Dani Pedrosa è stato il pilota più sfortunato della storia della MotoGP. Sul suo cammino si è trovato Valentino Rossi, Jorge Lorenzo e come teammate Casey Stoner e Marc Marquez.
Quando ti trovi difronte i tre piloti più importanti della storia della MotoGP non puoi far altro che riconoscere il loro talento. Pedrosa non si è mai tirato indietro e ha avuto numeri da campionissimo, nonostante la presenza contemporanea in pista di fuoriclasse. Era un’epoca d’oro per il Motomondiale e non solo per le lotte tra Stoner, Lorenzo, Marquez e Valentino Rossi. Le moto avevano meno elettronica e c’era più libertà di azione e di parola.
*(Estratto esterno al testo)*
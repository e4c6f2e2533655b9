//! Room operations
//!
//! Typed handler over [`ApiClient`] for the room endpoints: listing,
//! viewing, booking, and releasing rooms.

use serde::{Deserialize, Serialize};

use crate::api::client::ApiClient;
use crate::error::{ConciergeError, Result};

/// A bookable room as served by the backend
///
/// Server-owned and read-mostly; the client only flips `available`
/// locally after the backend confirms a book/release call.
#[derive(Debug, Clone, PartialEq, Serialize, Deserialize)]
pub struct Room {
    /// Unique room identifier
    pub id: i64,
    /// Room category (e.g., "Single", "Double", "Suite")
    pub room_type: String,
    /// Price per night
    pub price: f64,
    /// Whether the room can currently be booked
    pub available: bool,
    /// Optional free-form description
    #[serde(default, skip_serializing_if = "Option::is_none")]
    pub description: Option<String>,
    /// Optional guest rating
    #[serde(default, skip_serializing_if = "Option::is_none")]
    pub rating: Option<f32>,
}

impl Room {
    /// Rating with missing values treated as zero (used for sorting)
    pub fn rating_or_zero(&self) -> f32 {
        self.rating.unwrap_or(0.0)
    }
}

/// A book or release action on a room
#[derive(Debug, Clone, Copy, PartialEq, Eq)]
pub enum ActionKind {
    Book,
    Release,
}

impl ActionKind {
    /// Endpoint segment for this action
    pub fn path_segment(&self) -> &'static str {
        match self {
            ActionKind::Book => "book",
            ActionKind::Release => "release",
        }
    }

    /// The availability value a room takes after this action succeeds
    pub fn resulting_availability(&self) -> bool {
        match self {
            ActionKind::Book => false,
            ActionKind::Release => true,
        }
    }

    /// Human-readable label (used as button text and in messages)
    pub fn label(&self) -> &'static str {
        match self {
            ActionKind::Book => "Book",
            ActionKind::Release => "Release",
        }
    }
}

impl std::fmt::Display for ActionKind {
    fn fmt(&self, f: &mut std::fmt::Formatter<'_>) -> std::fmt::Result {
        write!(f, "{}", self.label())
    }
}

/// Confirmation envelope the backend returns for book/release
#[derive(Debug, Deserialize)]
pub struct ActionReceipt {
    /// Server confirmation message
    pub message: String,
}

/// Handler for room endpoints
pub struct RoomsApi<'a> {
    client: &'a ApiClient,
}

impl<'a> RoomsApi<'a> {
    /// Create a handler over an existing client
    pub fn new(client: &'a ApiClient) -> Self {
        Self { client }
    }

    /// Fetch the full room list
    pub async fn list(&self) -> Result<Vec<Room>> {
        self.client.get("/rooms").await
    }

    /// Fetch a single room's details
    pub async fn view(&self, id: i64) -> Result<Room> {
        self.client
            .get(&format!("/rooms/{}", id))
            .await
            .map_err(|e| classify_room_error(id, e))
    }

    /// Book a room; the caller flips availability only on success
    pub async fn book(&self, id: i64) -> Result<ActionReceipt> {
        self.act(ActionKind::Book, id).await
    }

    /// Release a previously booked room
    pub async fn release(&self, id: i64) -> Result<ActionReceipt> {
        self.act(ActionKind::Release, id).await
    }

    /// Perform a book/release action on a room
    pub async fn act(&self, action: ActionKind, id: i64) -> Result<ActionReceipt> {
        self.client
            .post(&format!("/rooms/{}/{}", id, action.path_segment()))
            .await
            .map_err(|e| classify_room_error(id, e))
    }
}

/// Map backend error payloads onto room-specific error variants where the
/// message makes the cause unambiguous
fn classify_room_error(id: i64, err: ConciergeError) -> ConciergeError {
    let ConciergeError::Api(msg) = &err else {
        return err;
    };

    let lowered = msg.to_lowercase();
    if lowered.contains("not found") {
        ConciergeError::RoomNotFound(id)
    } else if lowered.contains("already booked") {
        ConciergeError::RoomUnavailable(id)
    } else {
        err
    }
}

#[cfg(test)]
mod tests {
    use super::*;

    fn room_json() -> &'static str {
        r#"{
            "id": 3,
            "room_type": "Suite",
            "price": 300.0,
            "available": true,
            "description": "Corner suite with a sea view",
            "rating": 4.5
        }"#
    }

    #[test]
    fn test_room_deserializes_full_payload() {
        let room: Room = serde_json::from_str(room_json()).unwrap();
        assert_eq!(room.id, 3);
        assert_eq!(room.room_type, "Suite");
        assert!(room.available);
        assert_eq!(room.rating, Some(4.5));
        assert!(room.description.is_some());
    }

    #[test]
    fn test_room_optional_fields_default() {
        let room: Room = serde_json::from_str(
            r#"{"id": 1, "room_type": "Single", "price": 100.0, "available": false}"#,
        )
        .unwrap();
        assert_eq!(room.description, None);
        assert_eq!(room.rating, None);
        assert_eq!(room.rating_or_zero(), 0.0);
    }

    #[test]
    fn test_action_kind_paths_and_availability() {
        assert_eq!(ActionKind::Book.path_segment(), "book");
        assert_eq!(ActionKind::Release.path_segment(), "release");
        assert!(!ActionKind::Book.resulting_availability());
        assert!(ActionKind::Release.resulting_availability());
    }

    #[test]
    fn test_classify_room_error() {
        let not_found = classify_room_error(
            7,
            ConciergeError::Api("Room with ID 7 not found".to_string()),
        );
        assert!(matches!(not_found, ConciergeError::RoomNotFound(7)));

        let taken = classify_room_error(
            3,
            ConciergeError::Api("Room 103 is already booked".to_string()),
        );
        assert!(matches!(taken, ConciergeError::RoomUnavailable(3)));

        let other = classify_room_error(1, ConciergeError::Api("boom".to_string()));
        assert!(matches!(other, ConciergeError::Api(_)));
    }
}
#[cfg(test)]
mod tests {
    use super::*;

    fn test_app() -> App {
        // Offline construction: the client never sends anything in these tests
        let (async_tx, async_rx) = mpsc::channel(32);
        App {
            running: true,
            current_screen: Screen::Rooms,
            navigation_stack: Vec::new(),
            status_message: None,
            show_help: false,
            tick_counter: 0,
            client: ApiClient::with_base_url("http://localhost:5000").unwrap(),
            default_sort: SortKey::Price,
            async_tx,
            async_rx,
            rooms: Vec::new(),
            rooms_loading: true,
            rooms_fetched: false,
            rooms_error: None,
            filter: AvailabilityFilter::All,
            sort_by: SortKey::Price,
            search_query: String::new(),
            search_input_mode: false,
            rooms_selection: ListState::default(),
            selected_room: None,
            room_detail_loading: false,
            error_popup: None,
        }
    }

    fn room(id: i64, room_type: &str, price: f64, available: bool) -> Room {
        Room {
            id,
            room_type: room_type.to_string(),
            price,
            available,
            description: None,
            rating: None,
        }
    }

    fn loaded_app() -> App {
        let mut app = test_app();
        app.handle_async_message(AsyncMessage::RoomsLoaded(vec![
            room(1, "Single", 100.0, true),
            room(2, "Double", 150.0, false),
            room(3, "Suite", 300.0, true),
        ]));
        app
    }

    #[test]
    fn test_rooms_loaded_clears_loading_and_error() {
        let app = loaded_app();
        assert!(!app.rooms_loading);
        assert!(app.rooms_fetched);
        assert!(app.rooms_error.is_none());
        assert_eq!(app.rooms.len(), 3);
        assert_eq!(app.rooms_selection.total, 3);
    }

    #[test]
    fn test_load_failure_is_terminal_and_shows_no_rooms() {
        let mut app = test_app();
        app.handle_async_message(AsyncMessage::RoomsError("connection refused".to_string()));

        assert!(app.is_failed());
        assert!(app.visible().is_empty());

        // Non-remount keys are ignored in the failed state
        app.handle_key_event(KeyEvent::from(KeyCode::Char('f')));
        app.handle_key_event(KeyEvent::from(KeyCode::Char('/')));
        assert!(app.is_failed());
        assert!(!app.search_input_mode);
    }

    #[test]
    fn test_successful_book_flips_only_that_room() {
        let mut app = loaded_app();
        app.handle_async_message(AsyncMessage::ActionCompleted {
            action: ActionKind::Book,
            room_id: 3,
            message: "Room 3 booked successfully".to_string(),
        });

        let booked = app.rooms.iter().find(|r| r.id == 3).unwrap();
        assert!(!booked.available);
        assert!(app.rooms.iter().find(|r| r.id == 1).unwrap().available);
        assert!(!app.rooms.iter().find(|r| r.id == 2).unwrap().available);
        assert!(app.error_popup.is_none());
    }

    #[test]
    fn test_successful_release_flips_room_back() {
        let mut app = loaded_app();
        app.handle_async_message(AsyncMessage::ActionCompleted {
            action: ActionKind::Release,
            room_id: 2,
            message: "Room 2 released".to_string(),
        });
        assert!(app.rooms.iter().find(|r| r.id == 2).unwrap().available);
    }

    #[test]
    fn test_failed_action_leaves_rooms_unchanged_and_pops_alert() {
        let mut app = loaded_app();
        let before = app.rooms.clone();

        app.handle_async_message(AsyncMessage::ActionFailed {
            action: ActionKind::Book,
            room_id: 1,
            error: "Room 1 is already booked".to_string(),
        });

        assert_eq!(app.rooms, before);
        let popup = app.error_popup.as_ref().unwrap();
        assert_eq!(popup.title, "Book Failed");

        // Popup blocks other input until dismissed
        app.handle_key_event(KeyEvent::from(KeyCode::Char('f')));
        assert_eq!(app.filter, AvailabilityFilter::All);
        assert!(app.error_popup.is_some());

        app.handle_key_event(KeyEvent::from(KeyCode::Enter));
        assert!(app.error_popup.is_none());
    }

    #[test]
    fn test_filter_sort_search_rederive_visible_list() {
        let mut app = loaded_app();

        app.handle_key_event(KeyEvent::from(KeyCode::Char('f')));
        assert_eq!(app.filter, AvailabilityFilter::Available);
        assert!(app.visible().iter().all(|r| r.available));

        app.handle_key_event(KeyEvent::from(KeyCode::Char('s')));
        assert_eq!(app.sort_by, SortKey::Rating);

        app.handle_key_event(KeyEvent::from(KeyCode::Char('/')));
        assert!(app.search_input_mode);
        for c in "suite".chars() {
            app.handle_key_event(KeyEvent::from(KeyCode::Char(c)));
        }
        app.handle_key_event(KeyEvent::from(KeyCode::Enter));
        assert!(!app.search_input_mode);

        let visible = app.visible();
        assert_eq!(visible.len(), 1);
        assert_eq!(visible[0].id, 3);
    }

    #[test]
    fn test_search_with_no_match_empties_visible_list() {
        let mut app = loaded_app();
        app.search_query = "penthouse".to_string();
        app.sync_selection();
        assert!(app.visible().is_empty());
        assert_eq!(app.rooms_selection.total, 0);
    }

    #[test]
    fn test_selection_clamps_when_filter_shrinks_list() {
        let mut app = loaded_app();
        app.rooms_selection.selected = 2;
        app.handle_key_event(KeyEvent::from(KeyCode::Char('f')));
        assert!(app.rooms_selection.selected < app.visible().len());
    }

    #[test]
    fn test_list_selection_wraps() {
        let mut state = ListState::new(3);
        state.previous();
        assert_eq!(state.selected, 2);
        state.next();
        assert_eq!(state.selected, 0);
    }
}
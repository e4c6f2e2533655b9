//! Main UI renderer

use ratatui::prelude::*;
use ratatui::widgets::{Block, Borders, Clear, List, ListItem, Paragraph, Wrap};

use crate::api::rooms::Room;
use crate::tui::app::{App, Screen};
use crate::tui::theme::Theme;

/// Spinner frames for in-flight requests
const SPINNER: &[&str] = &["\u{25d0}", "\u{25d3}", "\u{25d1}", "\u{25d2}"]; // ◐ ◓ ◑ ◒

/// Main render function - dispatches to screen-specific renderers
pub fn render(frame: &mut Frame, app: &App) {
    let chunks = Layout::default()
        .direction(Direction::Vertical)
        .constraints([
            Constraint::Length(3), // Header
            Constraint::Min(0),    // Content
            Constraint::Length(3), // Status bar
        ])
        .split(frame.area());

    render_header(frame, chunks[0], app);
    render_content(frame, chunks[1], app);
    render_status_bar(frame, chunks[2], app);

    // Render help overlay on top if active
    if app.show_help {
        render_help_overlay(frame, app);
    }

    // Error popup goes above everything
    if let Some(popup) = &app.error_popup {
        render_error_popup(frame, &popup.title, &popup.message);
    }
}

fn render_header(frame: &mut Frame, area: Rect, app: &App) {
    let screen_name = match app.current_screen {
        Screen::Rooms => "Rooms".to_string(),
        Screen::RoomDetail(id) => format!("Room #{}", id),
    };

    // Brand plus the static route labels of the original navbar
    let title = Line::from(vec![
        Span::styled(" Hotel Booking ", Theme::header()),
        Span::styled("│ ", Theme::muted()),
        Span::styled("Home  Rooms  About Us  Contact", Theme::muted()),
        Span::styled("  │ ", Theme::muted()),
        Span::raw(screen_name),
        Span::styled(format!("  ({})", app.base_url()), Theme::muted()),
    ]);

    let header = Paragraph::new(title)
        .style(Theme::header())
        .block(Block::default().borders(Borders::BOTTOM));

    frame.render_widget(header, area);
}

fn render_content(frame: &mut Frame, area: Rect, app: &App) {
    match app.current_screen {
        Screen::Rooms => render_rooms(frame, area, app),
        Screen::RoomDetail(_) => render_room_detail(frame, area, app),
    }
}

/// Render the room list screen
fn render_rooms(frame: &mut Frame, area: Rect, app: &App) {
    let chunks = Layout::default()
        .direction(Direction::Vertical)
        .constraints([
            Constraint::Length(1), // Filter/sort/search line
            Constraint::Min(0),    // Room list
            Constraint::Length(1), // Key hints
        ])
        .split(area);

    render_pipeline_line(frame, chunks[0], app);

    if app.rooms_loading {
        let spinner = SPINNER[app.tick_counter as usize % SPINNER.len()];
        let loading = Paragraph::new(format!("\n  {} Loading rooms...", spinner))
            .style(Theme::muted());
        frame.render_widget(loading, chunks[1]);
    } else if let Some(err) = &app.rooms_error {
        // Failed state: persistent error, no cards, remount to recover
        let text = vec![
            Line::from(""),
            Line::from(Span::styled(
                "  Could not load rooms",
                Style::default().fg(Theme::ERROR).add_modifier(Modifier::BOLD),
            )),
            Line::from(""),
            Line::from(Span::styled(format!("  {}", err), Style::default().fg(Theme::ERROR))),
            Line::from(""),
            Line::from(Span::styled("  Press [r] to reload", Theme::muted())),
        ];
        frame.render_widget(Paragraph::new(text).wrap(Wrap { trim: false }), chunks[1]);
    } else {
        let visible = app.visible();

        if visible.is_empty() {
            let message = if app.rooms.is_empty() {
                "  No rooms found"
            } else {
                "  No rooms match the current filter and search"
            };
            let empty = Paragraph::new(vec![Line::from(""), Line::from(message)])
                .style(Theme::muted());
            frame.render_widget(empty, chunks[1]);
        } else {
            let items: Vec<ListItem> = visible
                .iter()
                .enumerate()
                .map(|(i, room)| room_card(room, i == app.rooms_selection.selected))
                .collect();

            let list = List::new(items).block(
                Block::default()
                    .title(format!(" Rooms ({}) ", visible.len()))
                    .borders(Borders::ALL)
                    .border_style(Theme::normal()),
            );
            frame.render_widget(list, chunks[1]);
        }
    }

    let hints = if app.search_input_mode {
        " [Enter] Apply  [Esc] Clear search"
    } else {
        " [j/k] Navigate  [Enter] Details  [b] Book/Release  [f] Filter  [s] Sort  [/] Search  [r] Reload"
    };
    frame.render_widget(Paragraph::new(hints).style(Theme::muted()), chunks[2]);
}

/// One room rendered as a two-line card
fn room_card(room: &Room, selected: bool) -> ListItem<'static> {
    let marker = if room.available { "●" } else { "○" };
    let status = if room.available { "Available" } else { "Booked" };
    let rating = room
        .rating
        .map(|r| format!("  ★ {:.1}", r))
        .unwrap_or_default();

    let title_line = Line::from(vec![
        Span::styled(format!("  {} ", marker), Theme::availability(room.available)),
        Span::styled(
            format!("{:<10}", room.room_type),
            Style::default().add_modifier(Modifier::BOLD),
        ),
        Span::raw(format!("  ${:.2}/night", room.price)),
        Span::styled(rating, Style::default().fg(Theme::WARNING)),
    ]);

    let mut detail = format!("      {} • #{}", status, room.id);
    if let Some(description) = &room.description {
        detail.push_str(&format!(" • {}", truncate(description, 48)));
    }
    let detail_line = Line::from(Span::styled(detail, Theme::muted()));

    let item = ListItem::new(vec![title_line, detail_line]);
    if selected {
        item.style(Theme::selected())
    } else {
        item.style(Theme::normal())
    }
}

/// Current filter/sort/search settings above the list
fn render_pipeline_line(frame: &mut Frame, area: Rect, app: &App) {
    let search_span = if app.search_input_mode {
        Span::styled(
            format!("/{}\u{2588}", app.search_query),
            Style::default().fg(Theme::PRIMARY),
        )
    } else if app.search_query.is_empty() {
        Span::styled("(no search)", Theme::muted())
    } else {
        Span::raw(format!("/{}", app.search_query))
    };

    let line = Line::from(vec![
        Span::styled(" Filter: ", Theme::muted()),
        Span::raw(app.filter.display_name()),
        Span::styled("  Sort: ", Theme::muted()),
        Span::raw(app.sort_by.display_name()),
        Span::styled("  Search: ", Theme::muted()),
        search_span,
    ]);

    frame.render_widget(Paragraph::new(line), area);
}

/// Render the room detail screen
fn render_room_detail(frame: &mut Frame, area: Rect, app: &App) {
    let block = Block::default()
        .title(" Room Details ")
        .borders(Borders::ALL)
        .border_style(Theme::normal());

    let text: Vec<Line> = if app.room_detail_loading {
        let spinner = SPINNER[app.tick_counter as usize % SPINNER.len()];
        vec![
            Line::from(""),
            Line::from(Span::styled(
                format!("  {} Loading room...", spinner),
                Theme::muted(),
            )),
        ]
    } else if let Some(room) = &app.selected_room {
        let status = if room.available { "Available" } else { "Booked" };
        let action = if room.available { "book" } else { "release" };

        let mut lines = vec![
            Line::from(""),
            Line::from(vec![
                Span::styled("  Type:    ", Theme::muted()),
                Span::styled(
                    room.room_type.clone(),
                    Style::default().add_modifier(Modifier::BOLD),
                ),
            ]),
            Line::from(vec![
                Span::styled("  Price:   ", Theme::muted()),
                Span::raw(format!("${:.2}/night", room.price)),
            ]),
            Line::from(vec![
                Span::styled("  Status:  ", Theme::muted()),
                Span::styled(status, Theme::availability(room.available)),
            ]),
        ];

        if let Some(rating) = room.rating {
            lines.push(Line::from(vec![
                Span::styled("  Rating:  ", Theme::muted()),
                Span::styled(format!("{:.1}/5", rating), Style::default().fg(Theme::WARNING)),
            ]));
        }

        if let Some(description) = &room.description {
            lines.push(Line::from(""));
            lines.push(Line::from(Span::raw(format!("  {}", description))));
        }

        lines.push(Line::from(""));
        lines.push(Line::from(Span::styled(
            format!("  [b] {} this room  [Esc] Back", action),
            Theme::muted(),
        )));

        lines
    } else {
        vec![
            Line::from(""),
            Line::from(Span::styled("  Room not loaded", Theme::muted())),
            Line::from(Span::styled("  Press [r] to retry", Theme::muted())),
        ]
    };

    frame.render_widget(
        Paragraph::new(text).block(block).wrap(Wrap { trim: false }),
        area,
    );
}

fn render_status_bar(frame: &mut Frame, area: Rect, app: &App) {
    let status_text = if let Some(msg) = &app.status_message {
        format!(" {}", msg)
    } else {
        " [q] Quit │ [?] Help ".to_string()
    };

    let status = Paragraph::new(status_text)
        .style(Theme::status_bar())
        .block(Block::default().borders(Borders::TOP));

    frame.render_widget(status, area);
}

fn render_help_overlay(frame: &mut Frame, app: &App) {
    let area = frame.area();

    // Calculate centered popup area (60% width, 70% height)
    let popup_width = (area.width * 60 / 100).min(60);
    let popup_height = (area.height * 70 / 100).min(18);
    let popup_x = (area.width.saturating_sub(popup_width)) / 2;
    let popup_y = (area.height.saturating_sub(popup_height)) / 2;

    let popup_area = Rect::new(popup_x, popup_y, popup_width, popup_height);

    // Clear the area behind the popup
    frame.render_widget(Clear, popup_area);

    let (title, help_lines) = help_content(app.current_screen);

    let text: Vec<Line> = help_lines
        .into_iter()
        .map(|(key, desc)| {
            Line::from(vec![
                Span::styled(format!("  {:12}", key), Style::default().fg(Theme::PRIMARY)),
                Span::raw(desc),
            ])
        })
        .collect();

    let help = Paragraph::new(text)
        .block(
            Block::default()
                .title(format!(" {} ", title))
                .borders(Borders::ALL)
                .border_style(Style::default().fg(Theme::WARNING)),
        )
        .style(Style::default().bg(Color::Black));

    frame.render_widget(help, popup_area);
}

/// Help entries per screen
fn help_content(screen: Screen) -> (&'static str, Vec<(&'static str, &'static str)>) {
    match screen {
        Screen::Rooms => (
            "Room List Help",
            vec![
                ("j / ↓", "Next room"),
                ("k / ↑", "Previous room"),
                ("Enter", "View room details"),
                ("b / Space", "Book or release the selected room"),
                ("f", "Toggle availability filter"),
                ("s", "Toggle sort (price / rating)"),
                ("/", "Search by room type"),
                ("r", "Reload the room list"),
                ("q", "Quit"),
            ],
        ),
        Screen::RoomDetail(_) => (
            "Room Details Help",
            vec![
                ("b / Space", "Book or release this room"),
                ("r", "Reload room details"),
                ("Esc", "Back to the room list"),
                ("q", "Quit"),
            ],
        ),
    }
}

fn render_error_popup(frame: &mut Frame, title: &str, message: &str) {
    let area = frame.area();

    let popup_width = (area.width * 60 / 100).min(64);
    let popup_height = 8.min(area.height);
    let popup_x = (area.width.saturating_sub(popup_width)) / 2;
    let popup_y = (area.height.saturating_sub(popup_height)) / 2;

    let popup_area = Rect::new(popup_x, popup_y, popup_width, popup_height);

    frame.render_widget(Clear, popup_area);

    let text = vec![
        Line::from(""),
        Line::from(Span::raw(format!("  {}", message))),
        Line::from(""),
        Line::from(Span::styled("  [Enter] Dismiss", Theme::muted())),
    ];

    let popup = Paragraph::new(text)
        .wrap(Wrap { trim: false })
        .block(
            Block::default()
                .title(format!(" {} ", title))
                .borders(Borders::ALL)
                .border_style(Style::default().fg(Theme::ERROR)),
        )
        .style(Style::default().bg(Color::Black));

    frame.render_widget(popup, popup_area);
}

/// Truncate a string to max length with ellipsis
///
/// The cut never lands inside a multi-byte character, so descriptions
/// with accented text render instead of panicking.
fn truncate(s: &str, max_len: usize) -> String {
    if s.len() <= max_len {
        return s.to_string();
    }

    let mut cut = max_len.saturating_sub(3);
    while !s.is_char_boundary(cut) {
        cut -= 1;
    }

    format!("{}...", &s[..cut])
}

#[cfg(test)]
mod tests {
    use super::*;

    #[test]
    fn test_truncate_short_string_is_unchanged() {
        assert_eq!(truncate("Cozy single room", 48), "Cozy single room");
    }

    #[test]
    fn test_truncate_long_string_adds_ellipsis() {
        let long = "a".repeat(60);
        let cut = truncate(&long, 48);
        assert_eq!(cut.len(), 48);
        assert!(cut.ends_with("..."));
    }

    #[test]
    fn test_truncate_respects_multibyte_boundaries() {
        // Accented copy longer than the cut point must not split a
        // character mid-sequence
        let description = "é".repeat(30);
        let cut = truncate(&description, 48);
        assert!(cut.ends_with("..."));
        assert!(cut.len() <= 48);
        assert!(cut.trim_end_matches("...").chars().all(|c| c == 'é'));

        let mixed = "Suite côté mer avec vue panoramique et baignoire à remous";
        let cut = truncate(mixed, 48);
        assert!(cut.ends_with("..."));
    }
}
Senza questa ipocrita amicizia tra i piloti attuali, i centauri dell’epoca si sfidavano senza esclusioni di colpi. C’era un odio sportivo che, in alcune occasioni, diventava il sale sulla pasta la domenica a ora di pranzo. Gli italiani si sono appassionati al Motomondiale per i trionfi di Biaggi, Capirossi e Valentino Rossi, ma con il tempo sono emersi i primi alfieri spagnoli fenomenali. La scuola iberica ha portato in auge campionissimi come Lorenzo e Marquez, ma il primo vero enfant prodige fu Pedrosa.
Cresciuto sotto l’ala protettiva di mamma Honda, Dani arrivò alla classe regina già con l’etichetta del Predestinato. Per molti era il nuovo Valentino Rossi, ma non aveva né lo stile né la personalità del centauro di Tavullia. Lo spagnolo era velocissimo, ma peccava nei corpi a corpi. Inoltre, nel corso della sua carriera venne segnato dagli infortuni gravi.
La confessione di Dani Pedrosa sui campioni della sua generazione
Il rider della Honda ha avuto la sfortuna di nascere nel periodo storico sbagliato. Qualche anno dopo e avrebbe potuto collezionare molti più riconoscimenti. In ogni caso ha vinto 54 gare e ha calcato 153 podi. Rimane una leggenda assoluta del motociclismo. Nel suo cammino si è trovato anche un Jorge Lorenzo, più giovane e determinato.
“Con Lorenzo è stata tutta un’altra storia – ha annunciato Dani – Da piccoli, nel campionato spagnolo, avevamo già una rivalità forte. Jorge aveva una qualità di percorrenza bestiale e anche una frenata molto aggressiva e in quei momenti era difficile da battere. E poi aveva un’altra cosa positiva: un ottimo apprendimento. Per esempio, all’inizio ero forte in partenza e lui no. Dopo con gli anni si è migliorato molto, anche su altri aspetti: si allenava a fare meglio il primo giro, a essere più forte sul bagnato”.
Ospite a MigBabol, Pedrosa ha raccontato come ha vissuto quegli anni con i fantastici 5 in MotoGP. “Valentino Rossi aveva questa aura che non avevano in tanti. Ti poteva battere in pista, ma delle volte non aveva bisogno di farlo, ti poteva battere anche fuori”, ha chiosato Pedrosa.